**INPUT DATA:**
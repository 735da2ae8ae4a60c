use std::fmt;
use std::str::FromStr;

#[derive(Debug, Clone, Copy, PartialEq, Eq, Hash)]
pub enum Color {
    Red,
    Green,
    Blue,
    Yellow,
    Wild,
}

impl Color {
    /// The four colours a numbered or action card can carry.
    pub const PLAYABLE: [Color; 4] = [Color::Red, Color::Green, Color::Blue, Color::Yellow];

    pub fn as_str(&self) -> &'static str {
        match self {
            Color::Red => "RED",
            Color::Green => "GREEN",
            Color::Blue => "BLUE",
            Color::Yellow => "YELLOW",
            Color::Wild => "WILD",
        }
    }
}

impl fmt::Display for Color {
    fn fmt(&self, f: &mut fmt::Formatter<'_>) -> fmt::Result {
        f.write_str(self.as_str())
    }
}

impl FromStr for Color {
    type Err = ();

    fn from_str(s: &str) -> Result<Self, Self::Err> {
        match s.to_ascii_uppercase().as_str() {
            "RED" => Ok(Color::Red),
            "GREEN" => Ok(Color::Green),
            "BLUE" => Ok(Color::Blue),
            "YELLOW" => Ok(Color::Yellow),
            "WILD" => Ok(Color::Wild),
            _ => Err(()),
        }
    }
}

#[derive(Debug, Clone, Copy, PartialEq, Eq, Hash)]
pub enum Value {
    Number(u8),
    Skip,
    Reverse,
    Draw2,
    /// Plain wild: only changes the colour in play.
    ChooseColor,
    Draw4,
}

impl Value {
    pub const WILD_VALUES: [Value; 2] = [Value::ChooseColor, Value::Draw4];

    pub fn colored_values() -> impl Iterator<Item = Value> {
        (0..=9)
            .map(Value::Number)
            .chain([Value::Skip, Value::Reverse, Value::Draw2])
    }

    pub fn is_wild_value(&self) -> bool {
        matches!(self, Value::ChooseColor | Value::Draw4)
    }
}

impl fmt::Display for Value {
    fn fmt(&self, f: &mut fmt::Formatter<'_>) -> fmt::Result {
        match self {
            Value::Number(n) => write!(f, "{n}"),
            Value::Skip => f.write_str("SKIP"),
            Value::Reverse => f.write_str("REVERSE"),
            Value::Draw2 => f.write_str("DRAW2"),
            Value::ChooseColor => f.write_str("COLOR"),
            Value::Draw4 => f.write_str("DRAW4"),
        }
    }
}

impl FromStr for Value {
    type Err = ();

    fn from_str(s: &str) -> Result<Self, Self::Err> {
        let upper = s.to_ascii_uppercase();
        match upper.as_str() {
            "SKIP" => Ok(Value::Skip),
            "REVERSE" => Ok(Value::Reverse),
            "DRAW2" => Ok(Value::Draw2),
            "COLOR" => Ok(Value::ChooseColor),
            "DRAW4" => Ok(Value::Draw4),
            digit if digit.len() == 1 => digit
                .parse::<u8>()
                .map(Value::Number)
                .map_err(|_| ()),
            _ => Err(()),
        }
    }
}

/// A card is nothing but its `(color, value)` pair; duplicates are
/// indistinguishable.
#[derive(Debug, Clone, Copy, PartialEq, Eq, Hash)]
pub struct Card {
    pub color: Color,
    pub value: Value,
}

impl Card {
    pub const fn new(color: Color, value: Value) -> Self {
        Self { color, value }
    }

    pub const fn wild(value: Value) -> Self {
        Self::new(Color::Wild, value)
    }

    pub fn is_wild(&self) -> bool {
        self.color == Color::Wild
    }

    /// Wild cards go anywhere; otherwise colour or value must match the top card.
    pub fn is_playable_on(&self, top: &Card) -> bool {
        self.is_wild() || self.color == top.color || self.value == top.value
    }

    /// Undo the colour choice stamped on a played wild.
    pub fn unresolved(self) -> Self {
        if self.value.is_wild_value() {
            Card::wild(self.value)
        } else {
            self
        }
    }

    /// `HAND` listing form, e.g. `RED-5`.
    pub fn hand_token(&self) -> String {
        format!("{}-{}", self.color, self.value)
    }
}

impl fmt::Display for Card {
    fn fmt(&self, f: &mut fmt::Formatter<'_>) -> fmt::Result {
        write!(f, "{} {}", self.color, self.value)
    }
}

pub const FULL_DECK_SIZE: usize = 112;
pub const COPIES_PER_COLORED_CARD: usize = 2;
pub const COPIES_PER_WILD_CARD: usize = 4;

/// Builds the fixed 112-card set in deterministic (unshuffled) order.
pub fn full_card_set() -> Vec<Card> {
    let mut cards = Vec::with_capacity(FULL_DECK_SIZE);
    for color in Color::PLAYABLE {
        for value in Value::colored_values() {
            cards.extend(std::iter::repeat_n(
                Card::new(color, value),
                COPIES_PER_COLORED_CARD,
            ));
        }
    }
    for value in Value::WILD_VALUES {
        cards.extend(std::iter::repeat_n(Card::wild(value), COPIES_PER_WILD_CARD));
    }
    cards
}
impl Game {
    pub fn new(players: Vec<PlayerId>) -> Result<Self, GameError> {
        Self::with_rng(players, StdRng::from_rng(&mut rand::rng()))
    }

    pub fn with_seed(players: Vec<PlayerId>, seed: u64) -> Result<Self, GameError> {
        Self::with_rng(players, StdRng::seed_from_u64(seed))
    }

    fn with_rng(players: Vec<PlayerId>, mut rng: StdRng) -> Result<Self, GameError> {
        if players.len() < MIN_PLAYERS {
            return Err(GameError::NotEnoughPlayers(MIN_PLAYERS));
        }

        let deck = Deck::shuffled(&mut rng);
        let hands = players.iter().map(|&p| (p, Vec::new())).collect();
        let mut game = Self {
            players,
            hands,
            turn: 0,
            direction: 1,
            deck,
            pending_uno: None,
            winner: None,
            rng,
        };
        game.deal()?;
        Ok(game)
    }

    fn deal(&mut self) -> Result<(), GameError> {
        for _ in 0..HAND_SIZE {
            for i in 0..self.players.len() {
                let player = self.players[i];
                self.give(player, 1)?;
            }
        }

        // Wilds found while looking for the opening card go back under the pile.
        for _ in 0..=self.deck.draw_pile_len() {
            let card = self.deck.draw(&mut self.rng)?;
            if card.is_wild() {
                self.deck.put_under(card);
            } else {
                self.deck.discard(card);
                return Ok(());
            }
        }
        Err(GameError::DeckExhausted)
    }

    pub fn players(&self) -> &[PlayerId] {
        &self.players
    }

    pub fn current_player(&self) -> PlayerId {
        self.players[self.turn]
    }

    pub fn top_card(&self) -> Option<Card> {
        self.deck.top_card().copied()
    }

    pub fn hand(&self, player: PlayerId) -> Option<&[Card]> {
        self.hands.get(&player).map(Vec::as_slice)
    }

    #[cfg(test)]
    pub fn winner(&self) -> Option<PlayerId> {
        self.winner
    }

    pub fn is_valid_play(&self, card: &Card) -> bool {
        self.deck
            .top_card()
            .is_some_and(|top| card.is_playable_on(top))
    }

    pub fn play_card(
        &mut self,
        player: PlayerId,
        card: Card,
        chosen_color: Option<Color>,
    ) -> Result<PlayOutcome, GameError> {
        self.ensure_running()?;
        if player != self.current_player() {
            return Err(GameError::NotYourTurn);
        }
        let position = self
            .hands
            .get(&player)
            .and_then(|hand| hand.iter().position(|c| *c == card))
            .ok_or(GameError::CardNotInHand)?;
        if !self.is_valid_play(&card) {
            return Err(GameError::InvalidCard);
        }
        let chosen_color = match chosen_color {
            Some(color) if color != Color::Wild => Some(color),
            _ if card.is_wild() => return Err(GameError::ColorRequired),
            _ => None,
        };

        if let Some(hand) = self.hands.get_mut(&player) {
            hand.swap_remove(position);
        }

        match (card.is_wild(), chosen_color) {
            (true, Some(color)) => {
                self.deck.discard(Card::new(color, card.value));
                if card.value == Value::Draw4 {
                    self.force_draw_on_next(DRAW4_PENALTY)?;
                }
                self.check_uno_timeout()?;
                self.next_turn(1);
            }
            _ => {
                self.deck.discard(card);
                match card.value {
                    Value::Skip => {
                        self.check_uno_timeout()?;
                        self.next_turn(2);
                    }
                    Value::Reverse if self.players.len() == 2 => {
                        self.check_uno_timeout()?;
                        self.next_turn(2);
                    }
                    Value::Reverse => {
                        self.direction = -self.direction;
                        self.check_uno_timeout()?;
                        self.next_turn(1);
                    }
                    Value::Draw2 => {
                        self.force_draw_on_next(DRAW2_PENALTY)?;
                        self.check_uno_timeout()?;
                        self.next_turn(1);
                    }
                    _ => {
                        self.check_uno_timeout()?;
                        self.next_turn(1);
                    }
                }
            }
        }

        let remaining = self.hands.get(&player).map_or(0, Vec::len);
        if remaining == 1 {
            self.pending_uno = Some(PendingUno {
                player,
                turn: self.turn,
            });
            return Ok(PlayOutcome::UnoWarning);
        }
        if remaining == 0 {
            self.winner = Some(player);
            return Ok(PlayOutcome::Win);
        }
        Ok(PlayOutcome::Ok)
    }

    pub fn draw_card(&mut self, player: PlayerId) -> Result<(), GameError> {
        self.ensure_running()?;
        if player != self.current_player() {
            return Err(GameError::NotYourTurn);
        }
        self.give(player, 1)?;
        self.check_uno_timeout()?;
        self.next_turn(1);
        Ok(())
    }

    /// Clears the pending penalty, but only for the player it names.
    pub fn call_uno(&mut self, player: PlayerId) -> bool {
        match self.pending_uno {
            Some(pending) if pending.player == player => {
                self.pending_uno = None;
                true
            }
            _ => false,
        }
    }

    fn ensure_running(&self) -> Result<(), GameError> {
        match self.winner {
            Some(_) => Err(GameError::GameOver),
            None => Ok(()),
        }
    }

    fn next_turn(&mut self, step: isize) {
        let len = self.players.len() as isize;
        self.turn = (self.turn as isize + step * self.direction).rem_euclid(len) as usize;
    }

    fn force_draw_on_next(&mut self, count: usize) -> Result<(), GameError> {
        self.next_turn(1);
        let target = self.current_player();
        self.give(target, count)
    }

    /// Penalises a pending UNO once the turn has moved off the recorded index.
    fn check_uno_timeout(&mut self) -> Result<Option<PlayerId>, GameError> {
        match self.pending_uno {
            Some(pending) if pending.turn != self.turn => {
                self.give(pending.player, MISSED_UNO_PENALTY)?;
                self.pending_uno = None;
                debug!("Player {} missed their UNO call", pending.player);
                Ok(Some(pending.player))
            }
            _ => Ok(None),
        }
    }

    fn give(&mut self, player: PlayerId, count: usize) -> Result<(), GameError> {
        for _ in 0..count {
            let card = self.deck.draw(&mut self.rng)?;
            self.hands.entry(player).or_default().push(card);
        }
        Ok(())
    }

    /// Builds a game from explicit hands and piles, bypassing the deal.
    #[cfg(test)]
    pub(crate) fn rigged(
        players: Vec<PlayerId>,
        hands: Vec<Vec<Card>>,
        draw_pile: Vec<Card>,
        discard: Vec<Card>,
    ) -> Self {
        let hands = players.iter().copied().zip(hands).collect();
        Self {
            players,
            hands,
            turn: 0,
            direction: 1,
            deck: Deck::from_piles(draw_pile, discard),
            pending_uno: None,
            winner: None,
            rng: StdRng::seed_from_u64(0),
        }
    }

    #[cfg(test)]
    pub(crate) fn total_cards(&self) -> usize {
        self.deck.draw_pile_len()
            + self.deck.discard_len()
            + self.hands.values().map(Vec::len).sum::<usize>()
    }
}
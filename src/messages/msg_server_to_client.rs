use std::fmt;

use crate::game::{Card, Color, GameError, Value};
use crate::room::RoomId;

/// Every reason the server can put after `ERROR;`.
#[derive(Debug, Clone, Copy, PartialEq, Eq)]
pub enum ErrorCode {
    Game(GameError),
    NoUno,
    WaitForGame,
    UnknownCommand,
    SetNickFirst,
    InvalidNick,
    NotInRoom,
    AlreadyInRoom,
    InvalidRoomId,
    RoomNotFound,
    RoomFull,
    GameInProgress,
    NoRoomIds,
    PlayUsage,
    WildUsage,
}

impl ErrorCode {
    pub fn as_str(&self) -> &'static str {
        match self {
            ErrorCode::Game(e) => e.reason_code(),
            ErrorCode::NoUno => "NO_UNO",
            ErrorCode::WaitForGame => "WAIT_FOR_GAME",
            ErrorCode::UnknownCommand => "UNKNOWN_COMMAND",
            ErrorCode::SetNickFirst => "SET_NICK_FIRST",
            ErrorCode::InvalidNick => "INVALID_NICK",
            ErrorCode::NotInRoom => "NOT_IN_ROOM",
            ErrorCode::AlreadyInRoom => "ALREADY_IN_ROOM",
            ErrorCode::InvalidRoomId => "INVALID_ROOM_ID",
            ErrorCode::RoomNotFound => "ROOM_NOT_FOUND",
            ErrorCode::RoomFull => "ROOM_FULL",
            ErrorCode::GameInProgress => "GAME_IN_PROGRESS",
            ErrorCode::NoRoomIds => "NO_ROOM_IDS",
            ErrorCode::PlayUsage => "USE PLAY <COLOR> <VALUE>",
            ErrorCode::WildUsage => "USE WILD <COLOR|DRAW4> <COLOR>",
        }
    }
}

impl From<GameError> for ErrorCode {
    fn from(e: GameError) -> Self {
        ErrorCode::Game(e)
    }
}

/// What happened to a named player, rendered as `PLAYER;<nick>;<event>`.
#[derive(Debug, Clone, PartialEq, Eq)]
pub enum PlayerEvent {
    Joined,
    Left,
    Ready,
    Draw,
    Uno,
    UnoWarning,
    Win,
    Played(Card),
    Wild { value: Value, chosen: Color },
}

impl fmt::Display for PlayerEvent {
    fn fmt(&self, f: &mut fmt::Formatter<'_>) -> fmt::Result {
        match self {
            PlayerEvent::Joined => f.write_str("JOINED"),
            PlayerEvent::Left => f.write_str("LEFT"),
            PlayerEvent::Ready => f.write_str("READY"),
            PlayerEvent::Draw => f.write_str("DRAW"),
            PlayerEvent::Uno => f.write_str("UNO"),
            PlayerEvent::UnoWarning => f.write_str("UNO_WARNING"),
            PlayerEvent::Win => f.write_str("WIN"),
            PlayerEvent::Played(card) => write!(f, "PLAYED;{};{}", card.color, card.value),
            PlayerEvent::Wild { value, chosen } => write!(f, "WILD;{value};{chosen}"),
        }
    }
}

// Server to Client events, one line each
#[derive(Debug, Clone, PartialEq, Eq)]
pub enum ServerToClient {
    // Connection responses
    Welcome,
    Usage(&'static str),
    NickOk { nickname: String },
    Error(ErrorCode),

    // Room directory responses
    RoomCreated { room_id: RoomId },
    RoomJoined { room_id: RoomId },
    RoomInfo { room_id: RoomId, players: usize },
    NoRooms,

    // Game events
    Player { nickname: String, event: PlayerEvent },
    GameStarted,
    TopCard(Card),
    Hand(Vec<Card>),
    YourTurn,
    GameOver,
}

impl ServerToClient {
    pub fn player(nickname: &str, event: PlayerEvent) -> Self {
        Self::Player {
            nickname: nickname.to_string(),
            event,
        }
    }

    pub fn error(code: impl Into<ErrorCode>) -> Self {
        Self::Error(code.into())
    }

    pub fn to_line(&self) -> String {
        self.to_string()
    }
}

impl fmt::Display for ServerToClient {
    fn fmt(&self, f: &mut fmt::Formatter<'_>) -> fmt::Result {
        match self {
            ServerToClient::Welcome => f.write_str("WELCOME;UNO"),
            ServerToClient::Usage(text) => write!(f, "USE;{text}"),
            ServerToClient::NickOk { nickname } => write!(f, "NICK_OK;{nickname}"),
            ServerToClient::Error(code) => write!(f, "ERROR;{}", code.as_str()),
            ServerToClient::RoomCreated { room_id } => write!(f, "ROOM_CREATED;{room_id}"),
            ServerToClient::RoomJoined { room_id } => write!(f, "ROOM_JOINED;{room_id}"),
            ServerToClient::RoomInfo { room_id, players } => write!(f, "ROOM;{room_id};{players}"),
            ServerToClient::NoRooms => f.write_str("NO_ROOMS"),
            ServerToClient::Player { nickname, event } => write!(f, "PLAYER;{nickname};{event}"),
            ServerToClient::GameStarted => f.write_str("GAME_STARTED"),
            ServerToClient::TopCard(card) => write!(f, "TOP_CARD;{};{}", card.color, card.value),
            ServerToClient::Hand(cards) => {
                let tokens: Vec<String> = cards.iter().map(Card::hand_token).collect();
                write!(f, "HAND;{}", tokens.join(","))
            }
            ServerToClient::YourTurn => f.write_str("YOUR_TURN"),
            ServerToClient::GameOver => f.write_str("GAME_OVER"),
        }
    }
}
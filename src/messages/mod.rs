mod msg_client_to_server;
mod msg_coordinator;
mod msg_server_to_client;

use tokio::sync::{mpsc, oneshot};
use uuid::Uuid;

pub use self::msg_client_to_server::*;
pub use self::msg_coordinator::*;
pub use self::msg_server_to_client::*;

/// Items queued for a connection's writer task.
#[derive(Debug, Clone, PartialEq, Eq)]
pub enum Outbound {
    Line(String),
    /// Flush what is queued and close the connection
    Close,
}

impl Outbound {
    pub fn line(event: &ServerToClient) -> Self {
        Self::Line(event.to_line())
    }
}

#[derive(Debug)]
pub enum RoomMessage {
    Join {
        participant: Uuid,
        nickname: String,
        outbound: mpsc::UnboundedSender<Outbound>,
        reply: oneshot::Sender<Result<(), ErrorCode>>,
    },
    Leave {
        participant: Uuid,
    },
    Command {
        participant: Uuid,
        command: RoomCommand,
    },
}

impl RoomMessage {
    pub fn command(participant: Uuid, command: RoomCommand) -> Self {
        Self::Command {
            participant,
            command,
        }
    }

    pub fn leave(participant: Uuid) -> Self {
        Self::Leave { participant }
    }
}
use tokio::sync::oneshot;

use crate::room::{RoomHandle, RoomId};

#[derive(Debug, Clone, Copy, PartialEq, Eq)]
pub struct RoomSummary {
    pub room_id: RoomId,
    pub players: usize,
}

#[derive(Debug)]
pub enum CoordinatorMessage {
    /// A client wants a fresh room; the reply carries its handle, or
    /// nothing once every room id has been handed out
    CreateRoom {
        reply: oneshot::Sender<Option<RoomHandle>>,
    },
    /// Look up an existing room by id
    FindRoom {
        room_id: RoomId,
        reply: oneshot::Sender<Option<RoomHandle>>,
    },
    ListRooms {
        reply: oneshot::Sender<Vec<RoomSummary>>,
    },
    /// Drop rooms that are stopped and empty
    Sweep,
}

**WHAT NEEDS TO BE DONE:** Select every line of the material above holding the word "InvalidRoomId" and copy it.

**ANSWER TO THE PROBLEM:**
    InvalidRoomId,
            ErrorCode::InvalidRoomId => "INVALID_ROOM_ID",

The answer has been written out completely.